Liebe & Partnerschaft

"Man kann im Netz schnell verloren gehen"

23. Juli 2015
Redaktion Börsenblatt
Annabel Dillig (1981), beschreibt in ihrem Buch "Diesen Partner bitten in den Warenkorb legen" die vernunftgesteuerte Suche ihrer Generation nach der Liebe. Im Valentinstags-Interview berichtet sie, warum eine Erfolgsquote von 38 Prozent beim Onlinedating ideal ist und warum man sich auch unter Millionen Singles sehr einsam fühlen kann.

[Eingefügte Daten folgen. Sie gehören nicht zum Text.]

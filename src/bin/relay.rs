use std::sync::Arc;

use alert_relay::config::read_config_file;
use alert_relay::delivery::DiscordSink;
use alert_relay::scrape::{CorrelatorHandle, ScrapeManager};
use alert_relay::store::{ConfigStore, MemoryStore};
use anyhow::Context;
use clap::Parser;
use tracing::{debug, level_filters::LevelFilter, trace};
use tracing_subscriber::{filter, layer::SubscriberExt, util::SubscriberInitExt};

#[derive(Debug, Clone, Parser)]
struct Args {
    /// Config file
    #[arg(short)]
    file: String,
}

fn init() {
    let filter = filter::Targets::new().with_targets(vec![
        ("alert_relay", LevelFilter::TRACE),
        ("relay", LevelFilter::TRACE),
    ]);
    tracing_subscriber::registry()
        .with(
            tracing_subscriber::fmt::layer()
                .with_writer(std::io::stderr)
                .compact()
                .with_ansi(false),
        )
        .with(filter)
        .init();
}

#[tokio::main]
async fn main() -> anyhow::Result<()> {
    dotenv::dotenv().ok();
    init();
    let args = Args::parse();
    trace!("started with args: {args:?}");

    let config = read_config_file(&args.file)?;

    let token =
        std::env::var("DISCORD_BOT_TOKEN").context("DISCORD_BOT_TOKEN must be set")?;

    let store: Arc<dyn ConfigStore> = Arc::new(MemoryStore::new());
    let manager = ScrapeManager::new();

    // Seed the store from the config file
    if let Some(guilds) = config.guilds {
        for guild in guilds {
            store.set_guild_config(guild).await?;
        }
    }

    // Start a scraper for every stored target
    for guild in store.get_guild_configs().await? {
        for target in guild.targets {
            manager.start(&guild.guild_id, target)?;
        }
    }

    let results = manager
        .take_results()
        .expect("result receiver already taken");
    let sink = Arc::new(DiscordSink::new(token));
    let correlator = CorrelatorHandle::spawn(store, sink, results);

    debug!("relay running, waiting for shutdown signal");
    tokio::signal::ctrl_c().await?;
    debug!("shutdown signal caught");

    correlator.shutdown().await;
    manager.shutdown();

    Ok(())
}
//! End-to-end pipeline tests: poll tasks → shared channel → correlator → sink
//!
//! These run the real `PrometheusClient` against a wiremock endpoint where
//! the scenario needs real HTTP, and fixed fetchers where it doesn't.

use std::sync::Arc;
use std::time::Duration;

use wiremock::matchers::{method, path};
use wiremock::{Mock, MockServer, ResponseTemplate};

use alert_relay::scrape::{CorrelatorHandle, ScrapeManager};

use super::helpers::*;

async fn settle() {
    tokio::time::sleep(Duration::from_millis(300)).await;
}

#[tokio::test]
async fn test_pipeline_delivers_scraped_alerts() {
    let mock_server = MockServer::start().await;

    Mock::given(method("GET"))
        .and(path("/api/v1/alerts"))
        .respond_with(
            ResponseTemplate::new(200).set_body_json(alerts_response_json(&["HighLoad"])),
        )
        .mount(&mock_server)
        .await;

    let store = new_store();
    let mut target = create_test_target("prod", 1, "channel-1");
    target.endpoint = format!("{}/api/v1/alerts", mock_server.uri());
    seed_store(store.as_ref(), "guild-1", vec![target.clone()]).await;

    let manager = ScrapeManager::new();
    let sink = Arc::new(RecordingSink::default());
    let correlator = CorrelatorHandle::spawn(
        store.clone(),
        sink.clone(),
        manager.take_results().unwrap(),
    );

    manager.start("guild-1", target).unwrap();
    settle().await;

    let deliveries = sink.delivered_names().await;
    assert!(!deliveries.is_empty(), "at least one poll should deliver");
    assert_eq!(deliveries[0], vec!["HighLoad".to_string()]);
    assert_eq!(sink.channels().await[0], "channel-1");

    manager.shutdown();
    correlator.shutdown().await;
}

#[tokio::test]
async fn test_consecutive_polls_deliver_in_order() {
    let mock_server = MockServer::start().await;

    // First poll returns A, every later poll returns B
    Mock::given(method("GET"))
        .and(path("/api/v1/alerts"))
        .respond_with(ResponseTemplate::new(200).set_body_json(alerts_response_json(&["A"])))
        .up_to_n_times(1)
        .mount(&mock_server)
        .await;

    Mock::given(method("GET"))
        .and(path("/api/v1/alerts"))
        .respond_with(ResponseTemplate::new(200).set_body_json(alerts_response_json(&["B"])))
        .mount(&mock_server)
        .await;

    let store = new_store();
    let mut target = create_test_target("prod", 1, "channel-1");
    target.endpoint = format!("{}/api/v1/alerts", mock_server.uri());
    seed_store(store.as_ref(), "guild-1", vec![target.clone()]).await;

    let manager = ScrapeManager::new();
    let sink = Arc::new(RecordingSink::default());
    let correlator = CorrelatorHandle::spawn(
        store.clone(),
        sink.clone(),
        manager.take_results().unwrap(),
    );

    manager.start("guild-1", target).unwrap();

    // Wait out two poll intervals
    tokio::time::sleep(Duration::from_millis(1500)).await;

    let deliveries = sink.delivered_names().await;
    assert!(deliveries.len() >= 2, "expected two polls, got {deliveries:?}");
    assert_eq!(deliveries[0], vec!["A".to_string()]);
    assert_eq!(deliveries[1], vec!["B".to_string()]);

    manager.shutdown();
    correlator.shutdown().await;
}

#[tokio::test]
async fn test_stopping_one_guild_does_not_affect_another() {
    let store = new_store();
    let t1 = create_test_target("t1", 1, "channel-1");
    let t2 = create_test_target("t2", 1, "channel-2");
    seed_store(store.as_ref(), "guild-1", vec![t1.clone()]).await;
    seed_store(store.as_ref(), "guild-2", vec![t2.clone()]).await;

    let manager =
        ScrapeManager::with_fetcher_factory(fixed_fetcher_factory(vec![create_test_alert(
            "HighLoad",
        )]));
    let sink = Arc::new(RecordingSink::default());
    let correlator = CorrelatorHandle::spawn(
        store.clone(),
        sink.clone(),
        manager.take_results().unwrap(),
    );

    manager.start("guild-1", t1).unwrap();
    manager.start("guild-2", t2).unwrap();
    settle().await;

    manager.stop("guild-1", "t1").unwrap();
    let before = sink.channels().await;
    let channel2_before = before.iter().filter(|c| *c == "channel-2").count();

    // guild-2 keeps polling and delivering after guild-1 is stopped
    tokio::time::sleep(Duration::from_millis(1500)).await;

    let after = sink.channels().await;
    let channel2_after = after.iter().filter(|c| *c == "channel-2").count();
    assert!(
        channel2_after > channel2_before,
        "guild-2 deliveries should continue"
    );

    manager.shutdown();
    correlator.shutdown().await;
}

#[tokio::test]
async fn test_inhibition_added_after_start_takes_effect_without_restart() {
    let store = new_store();
    let target = create_test_target("prod", 1, "channel-1");
    seed_store(store.as_ref(), "guild-1", vec![target.clone()]).await;

    let manager =
        ScrapeManager::with_fetcher_factory(fixed_fetcher_factory(vec![create_test_alert(
            "Noisy",
        )]));
    let sink = Arc::new(RecordingSink::default());
    let correlator = CorrelatorHandle::spawn(
        store.clone(),
        sink.clone(),
        manager.take_results().unwrap(),
    );

    manager.start("guild-1", target.clone()).unwrap();
    settle().await;
    assert!(!sink.delivered_names().await.is_empty());

    // Inhibit while the task keeps running on its stale snapshot
    alert_relay::handlers::inhibit_alert(store.as_ref(), "guild-1", "prod", "Noisy")
        .await
        .unwrap();

    sink.deliveries.lock().await.clear();
    tokio::time::sleep(Duration::from_millis(1500)).await;

    assert!(
        sink.delivered_names().await.is_empty(),
        "the correlator's fresh read should filter the newly inhibited alert"
    );

    manager.shutdown();
    correlator.shutdown().await;
}
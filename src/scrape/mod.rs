//! Scrape orchestration and alert correlation
//!
//! One poll task runs per (guild, target) pair, each as an independent async
//! task communicating via Tokio channels.
//!
//! ## Architecture Overview
//!
//! ```text
//!   command layer
//!        │ start / stop / restart
//!   ┌────▼─────────┐
//!   │ ScrapeManager│  registry: TaskKey → PollTaskHandle
//!   └────┬─────────┘
//!        │ spawns
//!   ┌────▼────┐  ┌─────────┐  ┌─────────┐
//!   │PollTask │  │PollTask │  │PollTask │   one per (guild, target)
//!   └────┬────┘  └────┬────┘  └────┬────┘
//!        └────────────┼────────────┘
//!                     │ PollResult (mpsc, many producers / one consumer)
//!              ┌──────▼──────┐
//!              │ Correlator  │  fresh config read → filter → deliver
//!              └─────────────┘
//! ```
//!
//! ## Lifecycle
//!
//! A target's creation starts its task, an update restarts it (stop then
//! start with the new config, never an in-place mutation), and a removal
//! stops it. A running task only sees the config snapshot it was started
//! with; the correlator compensates by re-reading the store on every
//! delivery.

pub mod correlator;
pub mod error;
pub mod manager;
pub mod task;

pub use correlator::CorrelatorHandle;
pub use error::ScrapeError;
pub use manager::ScrapeManager;
pub use task::PollTaskHandle;
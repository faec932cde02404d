//! Chat delivery of filtered alerts
//!
//! The `AlertSink` trait is the boundary the correlator hands filtered
//! alerts to; `DiscordSink` implements it against the Discord REST API,
//! one rich embed per alert.

use anyhow::{Context, Result};
use async_trait::async_trait;
use reqwest::Client;
use serde::Serialize;
use tracing::{info, instrument};

use crate::Alert;

/// Receives the filtered alert list for a delivery channel.
///
/// Fire-and-forget from the correlator's perspective: failures are logged
/// by the caller and never retried.
#[async_trait]
pub trait AlertSink: Send + Sync {
    async fn deliver(&self, channel_id: &str, target_name: &str, alerts: &[Alert]) -> Result<()>;
}

#[derive(Debug, Clone, Serialize)]
pub struct Message {
    #[serde(skip_serializing_if = "Option::is_none")]
    pub content: Option<String>,
    #[serde(skip_serializing_if = "Vec::is_empty")]
    pub embeds: Vec<Embed>,
}

#[derive(Debug, Clone, Serialize)]
pub struct Embed {
    #[serde(skip_serializing_if = "Option::is_none")]
    pub title: Option<String>,
    #[serde(skip_serializing_if = "Option::is_none")]
    pub description: Option<String>,
    #[serde(skip_serializing_if = "Option::is_none")]
    pub url: Option<String>,
    #[serde(skip_serializing_if = "Option::is_none")]
    pub color: Option<u32>,
    #[serde(skip_serializing_if = "Vec::is_empty")]
    pub fields: Vec<EmbedField>,
    #[serde(skip_serializing_if = "Option::is_none")]
    pub footer: Option<EmbedFooter>,
    #[serde(skip_serializing_if = "Option::is_none")]
    pub timestamp: Option<String>,
}

#[derive(Debug, Clone, Serialize)]
pub struct EmbedField {
    pub name: String,
    pub value: String,
    #[serde(default)]
    pub inline: bool,
}

#[derive(Debug, Clone, Serialize)]
pub struct EmbedFooter {
    pub text: String,
}

/// Embed accent color for an alert severity.
pub fn severity_color(severity: Option<&str>) -> u32 {
    match severity {
        Some("warning") => 0xffaa00,
        Some("critical") => 0xff0000,
        _ => 0xffffff,
    }
}

const DISCORD_API_BASE: &str = "https://discord.com/api/v10";

/// Posts alert embeds into guild text channels via the Discord REST API.
#[derive(Debug, Clone)]
pub struct DiscordSink {
    client: Client,
    api_base: String,
    token: String,
}

impl DiscordSink {
    pub fn new(token: impl Into<String>) -> Self {
        Self::with_api_base(token, DISCORD_API_BASE)
    }

    /// Tests point this at a mock server.
    pub fn with_api_base(token: impl Into<String>, api_base: impl Into<String>) -> Self {
        Self {
            client: Client::new(),
            api_base: api_base.into(),
            token: token.into(),
        }
    }

    fn build_alert_embed(alert: &Alert, target_name: &str) -> Embed {
        // Sorted so the rendered field order is stable
        let fields = alert
            .labels
            .iter()
            .collect::<std::collections::BTreeMap<_, _>>()
            .into_iter()
            .map(|(name, value)| EmbedField {
                name: name.clone(),
                value: value.clone(),
                inline: false,
            })
            .collect();

        Embed {
            title: Some(alert.name().unwrap_or("(unnamed alert)").to_string()),
            description: alert.annotations.get("description").cloned(),
            url: alert.annotations.get("runbook_url").cloned(),
            color: Some(severity_color(alert.severity())),
            fields,
            footer: Some(EmbedFooter {
                text: format!("target: {target_name}"),
            }),
            timestamp: alert.active_at.map(|at| at.to_rfc3339()),
        }
    }
}

#[async_trait]
impl AlertSink for DiscordSink {
    #[instrument(skip(self, alerts), fields(count = alerts.len()))]
    async fn deliver(&self, channel_id: &str, target_name: &str, alerts: &[Alert]) -> Result<()> {
        let url = format!("{}/channels/{}/messages", self.api_base, channel_id);

        // One message per alert, so each gets its own embed card
        for alert in alerts {
            let message = Message {
                content: None,
                embeds: vec![Self::build_alert_embed(alert, target_name)],
            };

            let response = self
                .client
                .post(&url)
                .header("Authorization", format!("Bot {}", self.token))
                .json(&message)
                .send()
                .await
                .context("failed to send chat message")?;

            if !response.status().is_success() {
                anyhow::bail!("chat API error: {}", response.status());
            }
        }

        info!("delivered {} alerts to channel {channel_id}", alerts.len());
        Ok(())
    }
}
//! In-memory store
//!
//! No persistence across restarts; the seed file re-creates state at boot.
//! Useful for single-node deployments and for tests.

use std::collections::HashMap;

use async_trait::async_trait;
use tokio::sync::RwLock;
use tracing::debug;

use crate::config::GuildConfig;

use super::error::{StoreError, StoreResult};
use super::ConfigStore;

#[derive(Default)]
pub struct MemoryStore {
    guilds: RwLock<HashMap<String, GuildConfig>>,
}

impl MemoryStore {
    pub fn new() -> Self {
        Self::default()
    }
}

#[async_trait]
impl ConfigStore for MemoryStore {
    async fn get_guild_config(&self, guild_id: &str) -> StoreResult<GuildConfig> {
        let guilds = self.guilds.read().await;
        guilds
            .get(guild_id)
            .cloned()
            .ok_or_else(|| StoreError::GuildNotFound(guild_id.to_string()))
    }

    async fn get_guild_configs(&self) -> StoreResult<Vec<GuildConfig>> {
        let guilds = self.guilds.read().await;
        Ok(guilds.values().cloned().collect())
    }

    async fn set_guild_config(&self, config: GuildConfig) -> StoreResult<()> {
        debug!("setting guild config for {}", config.guild_id);

        let mut guilds = self.guilds.write().await;
        guilds.insert(config.guild_id.clone(), config);
        Ok(())
    }

    async fn clear_guild(&self, guild_id: &str) -> StoreResult<()> {
        let mut guilds = self.guilds.write().await;
        guilds.remove(guild_id);
        Ok(())
    }
}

Frau Dillig, Sie haben mehr als ein Jahr in die Recherche für Ihr Buch gesteckt, um das Liebesleben einer Generation zu erforschen. Verliebt man sich heute anders als früher? Ich konnte feststellen, dass meine Altersgenossen, also Menschen zwischen 30 und 40, sehr viel pragmatischer an das Thema Liebe herangehen. Sie sind bei der Partnersuche viel mehr auf Effizienz ausgerichtet als das noch vor einigen Jahren üblich war, indem sie sich bei Partnerbörsen anmelden, ziemlich viel Geld dafür bezahlen und denken: „Ich geh das jetzt gezielt an, das funktioniert dann schon." Viele denken aber gar nicht darüber nach, dass die Partnerbösen auch etwas mit einem selbst machen. Sie werfen unangenehme Fragen auf, nach dem eigenen Marktwert zum Beispiel. Oder wie drängend eigentlich der Wunsch nach einer Partnerschaft ist - und was man bereit ist, dafür zu tun.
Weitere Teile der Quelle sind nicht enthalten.